Kirchen und zivilgesellschaftliche Organisationen kritisieren eine Zusammenarbeit mit der AfD. Sie halten die geplanten Verschärfungen für rechtlich fragwürdig und ineffektiv

Nicht zu ignorieren: Die Ver­tre­te­r:in­nen der evangelischen und katholischen Kirche kritisieren die Migrations­pläne der Union Foto: Kay Nietfeld/dpa

Aus Berlin Anna Lehmann und David Honold

In einem Brandbrief warnen evangelische und katholische Kirche die Unionsparteien davor, Anträge für eine Verschärfung der Asylpolitik mit Unterstützung der AfD durch den Bundestag zu bringen. Auch zivilgesellschaftliche Organisationen wie der Deutsche Gewerkschaftsbund (DGB) und das International Rescue Committee (IRC) kritisieren dieses Vorgehen scharf.

Die beiden Kirchen äußern grundsätzlich tiefes Befremden über „Zeitpunkt und Tonlage“ der aktuellen Debatte. „Sie ist dazu geeignet, alle in Deutschland lebenden Migrantinnen und Migranten zu diffamieren, Vorurteile zu schüren, und trägt unserer Meinung nach nicht zur Lösung der tatsächlich bestehenden Fragen bei“, heißt es darin. Die vorgeschlagenen ­Verschärfungen seien nicht zielführend, vergleichbare Taten zu verhindern und tragfähige Antworten auf das öffentliche Sicherheitsbedürfnis zu geben.

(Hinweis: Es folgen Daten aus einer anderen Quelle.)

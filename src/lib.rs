// Core of the hotel booking front end: REST client for the rooms and
// reservations backend, plus the page flow that carries its state through
// URL query parameters.

pub mod api;
pub mod console;
pub mod flow;
pub mod query;
pub mod types;

// Re-export key types for convenience
pub use api::{ApiError, ClientConfig, HotelApi, RestClient};
pub use console::{ApiConsole, Panel};
pub use flow::{
    FetchState, GuestDetails, ListingPage, ListingView, ReservationPage, ReservationView,
    SearchPage, StaySummary,
};
pub use query::{QueryError, QueryParams, ReservationQuery, Route, SearchQuery};
pub use types::{Reservation, Room, RoomDraft};
// Developer-facing console exercising the full API surface: one panel per
// backend operation, each with its own status line and raw JSON response
// view. Panels are independent; the only cross-panel behavior is refreshing
// the room list after a successful room mutation.

use std::sync::Arc;

use crate::api::HotelApi;
use crate::flow::FetchState;
use crate::types::{Reservation, Room, RoomDraft};

// Status plus the pretty-printed response body of one console section.
#[derive(Debug, Clone, Default, PartialEq)]
pub struct Panel {
    pub status: FetchState<String>,
    pub response: Option<String>,
}

impl Panel {
    fn begin(&mut self) {
        self.status = FetchState::Loading;
        self.response = None;
    }

    fn succeed(&mut self, message: impl Into<String>) {
        self.status = FetchState::Success(message.into());
    }

    fn fail(&mut self, message: impl std::fmt::Display) {
        self.status = FetchState::Error(format!("Error: {}", message));
    }

    fn show<T: serde::Serialize>(&mut self, value: &T) {
        self.response = serde_json::to_string_pretty(value).ok();
    }
}

/// Seed values for the reservation form, as shown when the console opens.
fn seeded_reservation_form() -> ReservationForm {
    ReservationForm {
        id_room: Some(1),
        check_in_date: "2025-10-15".to_string(),
        check_out_date: "2025-10-18".to_string(),
        full_name: "John Doe".to_string(),
        email: "john@example.com".to_string(),
        phone: "555-0123".to_string(),
        special_request: String::new(),
    }
}

// Form state applied after a successful creation. Note the reset dates
// differ from the initial seed dates.
fn reset_reservation_form() -> ReservationForm {
    ReservationForm {
        check_in_date: "2025-02-15".to_string(),
        check_out_date: "2025-02-18".to_string(),
        ..seeded_reservation_form()
    }
}

#[derive(Debug, Clone, PartialEq)]
pub struct ReservationForm {
    pub id_room: Option<i64>,
    pub check_in_date: String,
    pub check_out_date: String,
    pub full_name: String,
    pub email: String,
    pub phone: String,
    pub special_request: String,
}

#[derive(Debug, Clone, PartialEq)]
pub struct RoomForm {
    pub description: String,
    pub number_of_person: Option<u32>,
    pub price: Option<f64>,
    pub have_private_bathroom: bool,
}

pub struct ApiConsole {
    api: Arc<dyn HotelApi>,

    pub rooms: Vec<Room>,
    pub rooms_panel: Panel,

    pub check_in: String,
    pub check_out: String,
    pub available_rooms: Vec<Room>,
    pub search_panel: Panel,

    pub reservation_form: ReservationForm,
    pub reservation_panel: Panel,

    pub room_id: String,
    pub room_panel: Panel,

    pub reservations_panel: Panel,

    pub new_room: RoomForm,
    pub create_room_panel: Panel,

    pub update_room_id: String,
    pub update_room_form: RoomForm,
    pub update_room_panel: Panel,

    pub delete_room_id: String,
    pub delete_room_panel: Panel,
}

impl ApiConsole {
    pub fn new(api: Arc<dyn HotelApi>) -> Self {
        Self {
            api,
            rooms: Vec::new(),
            rooms_panel: Panel::default(),
            check_in: "2025-10-15".to_string(),
            check_out: "2025-10-20".to_string(),
            available_rooms: Vec::new(),
            search_panel: Panel::default(),
            reservation_form: seeded_reservation_form(),
            reservation_panel: Panel::default(),
            room_id: "1".to_string(),
            room_panel: Panel::default(),
            reservations_panel: Panel::default(),
            new_room: RoomForm {
                description: "Deluxe Suite".to_string(),
                number_of_person: Some(2),
                price: Some(150.0),
                have_private_bathroom: true,
            },
            create_room_panel: Panel::default(),
            update_room_id: "1".to_string(),
            update_room_form: RoomForm {
                description: String::new(),
                number_of_person: None,
                price: None,
                have_private_bathroom: false,
            },
            update_room_panel: Panel::default(),
            delete_room_id: String::new(),
            delete_room_panel: Panel::default(),
        }
    }

    pub async fn get_all_rooms(&mut self) {
        self.rooms_panel.begin();
        match self.api.list_rooms().await {
            Ok(rooms) => {
                self.rooms_panel
                    .succeed(format!("Success - Found {} room(s)", rooms.len()));
                self.rooms = rooms;
            }
            Err(err) => self.rooms_panel.fail(err),
        }
    }

    pub async fn search_rooms(&mut self) {
        if self.check_in.is_empty() || self.check_out.is_empty() {
            self.search_panel.fail("Please select both dates");
            return;
        }
        self.search_panel.begin();
        match self
            .api
            .search_available_rooms(&self.check_in, &self.check_out)
            .await
        {
            Ok(rooms) => {
                self.search_panel
                    .succeed(format!("Success - Found {} available room(s)", rooms.len()));
                self.available_rooms = rooms;
            }
            Err(err) => self.search_panel.fail(err),
        }
    }

    /// Empty-result hint for the search section, shown instead of a grid.
    pub fn search_empty_message(&self) -> Option<&'static str> {
        match self.search_panel.status {
            FetchState::Success(_) if self.available_rooms.is_empty() => {
                Some("No available rooms found for these dates")
            }
            _ => None,
        }
    }

    pub async fn create_reservation(&mut self) {
        let form = &self.reservation_form;
        let id_room = match form.id_room {
            Some(id) => id,
            None => {
                self.reservation_panel.fail("Please fill all required fields");
                return;
            }
        };
        if form.check_in_date.is_empty()
            || form.check_out_date.is_empty()
            || form.full_name.is_empty()
            || form.email.is_empty()
            || form.phone.is_empty()
        {
            self.reservation_panel.fail("Please fill all required fields");
            return;
        }

        let reservation = Reservation {
            id: None,
            id_room,
            check_in_date: form.check_in_date.clone(),
            check_out_date: form.check_out_date.clone(),
            full_name: form.full_name.clone(),
            email: form.email.clone(),
            phone: form.phone.clone(),
            special_request: if form.special_request.is_empty() {
                None
            } else {
                Some(form.special_request.clone())
            },
        };

        self.reservation_panel.begin();
        match self.api.create_reservation(&reservation).await {
            Ok(created) => {
                self.reservation_panel.succeed("Success - Reservation created!");
                self.reservation_panel.show(&created);
                self.reservation_form = reset_reservation_form();
            }
            Err(err) => self.reservation_panel.fail(err),
        }
    }

    pub async fn get_room_by_id(&mut self) {
        let id = match self.room_id.parse::<i64>() {
            Ok(id) => id,
            Err(_) => {
                self.room_panel.fail("Please enter a room ID");
                return;
            }
        };
        self.room_panel.begin();
        match self.api.get_room(id).await {
            Ok(room) => {
                self.room_panel.succeed("Success - Room found");
                self.room_panel.show(&room);
            }
            Err(err) => self.room_panel.fail(err),
        }
    }

    pub async fn get_all_reservations(&mut self) {
        self.reservations_panel.begin();
        match self.api.list_reservations().await {
            Ok(reservations) => {
                if reservations.is_empty() {
                    self.reservations_panel
                        .succeed("Success - No reservations found");
                } else {
                    self.reservations_panel.succeed(format!(
                        "Success - Found {} reservation(s)",
                        reservations.len()
                    ));
                }
                self.reservations_panel.show(&reservations);
            }
            Err(err) => self.reservations_panel.fail(err),
        }
    }

    pub async fn create_room(&mut self) {
        let form = &self.new_room;
        let (number_of_person, price) = match (form.number_of_person, form.price) {
            (Some(persons), Some(price)) if !form.description.is_empty() => (persons, price),
            _ => {
                self.create_room_panel.fail("Please fill all required fields");
                return;
            }
        };

        let draft = RoomDraft {
            description: Some(form.description.clone()),
            number_of_person: Some(number_of_person),
            price: Some(price),
            have_private_bathroom: Some(form.have_private_bathroom),
        };

        self.create_room_panel.begin();
        match self.api.create_room(&draft).await {
            Ok(room) => {
                self.create_room_panel.succeed("Success - Room created!");
                self.create_room_panel.show(&room);
                self.get_all_rooms().await;
            }
            Err(err) => self.create_room_panel.fail(err),
        }
    }

    // Pre-fill the update form from the backend when the target id changes.
    // A failed preload is logged and otherwise ignored; the user can still
    // type values by hand.
    pub async fn load_room_for_update(&mut self) {
        let id = match self.update_room_id.parse::<i64>() {
            Ok(id) => id,
            Err(_) => return,
        };
        match self.api.get_room(id).await {
            Ok(room) => {
                self.update_room_form = RoomForm {
                    description: room.description.unwrap_or_default(),
                    number_of_person: Some(room.number_of_person),
                    price: Some(room.price),
                    have_private_bathroom: room.have_private_bathroom,
                };
            }
            Err(err) => tracing::error!("error loading room: {}", err),
        }
    }

    pub async fn update_room(&mut self) {
        let id = match self.update_room_id.parse::<i64>() {
            Ok(id) => id,
            Err(_) => {
                self.update_room_panel.fail("Please enter a room ID");
                return;
            }
        };

        let form = &self.update_room_form;
        if form.description.trim().is_empty()
            && form.number_of_person.is_none()
            && form.price.is_none()
        {
            self.update_room_panel
                .fail("Please enter at least one field to update");
            return;
        }

        // Only the provided fields go into the body; the bathroom flag is
        // always sent because the checkbox always has a value.
        let draft = RoomDraft {
            description: if form.description.trim().is_empty() {
                None
            } else {
                Some(form.description.clone())
            },
            number_of_person: form.number_of_person,
            price: form.price,
            have_private_bathroom: Some(form.have_private_bathroom),
        };

        self.update_room_panel.begin();
        match self.api.update_room(id, &draft).await {
            Ok(()) => {
                self.update_room_panel.succeed("Success - Room updated!");
                self.get_all_rooms().await;
            }
            Err(err) => self.update_room_panel.fail(err),
        }
    }

    pub async fn delete_room(&mut self) {
        let id = match self.delete_room_id.parse::<i64>() {
            Ok(id) => id,
            Err(_) => {
                self.delete_room_panel.fail("Please enter a room ID");
                return;
            }
        };
        self.delete_room_panel.begin();
        match self.api.delete_room(id).await {
            Ok(()) => {
                self.delete_room_panel.succeed("Success - Room deleted!");
                self.delete_room_id.clear();
                self.get_all_rooms().await;
            }
            Err(err) => self.delete_room_panel.fail(err),
        }
    }
}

Dem Schreiben ist eine vierseitige Stellungnahme zu dem Entwurf des „Zustrombegrenzungsgesetzes“ der Fraktion von CDU und CSU beigefügt, das am Freitag im Parlament zur Abstimmung gestellt werden soll. Laut Stellungnahme hätten die vorgeschlagenen Gesetzesänderungen keinen der Anschläge verhindert, die Anlass für die aktuelle Debatte sind. Die Attentate von Magdeburg und Aschaffenburg seien von offensichtlich psychisch kranken Personen begangen worden. Der Gesetzentwurf der Union zielt auf die „Steuerung und Begrenzung des Zuzugs von Ausländern in die Bundesrepublik Deutschland“. Die beiden Kirchen weisen darauf hin, dass die Begrenzung des Zuzugs im Widerspruch zu einem Großteil der Regelungen des Aufenthaltsgesetzes stehen könnte, die den Zuzug von Arbeitskräften auf allen Qualifikationsstufen gerade erleichtern sollen.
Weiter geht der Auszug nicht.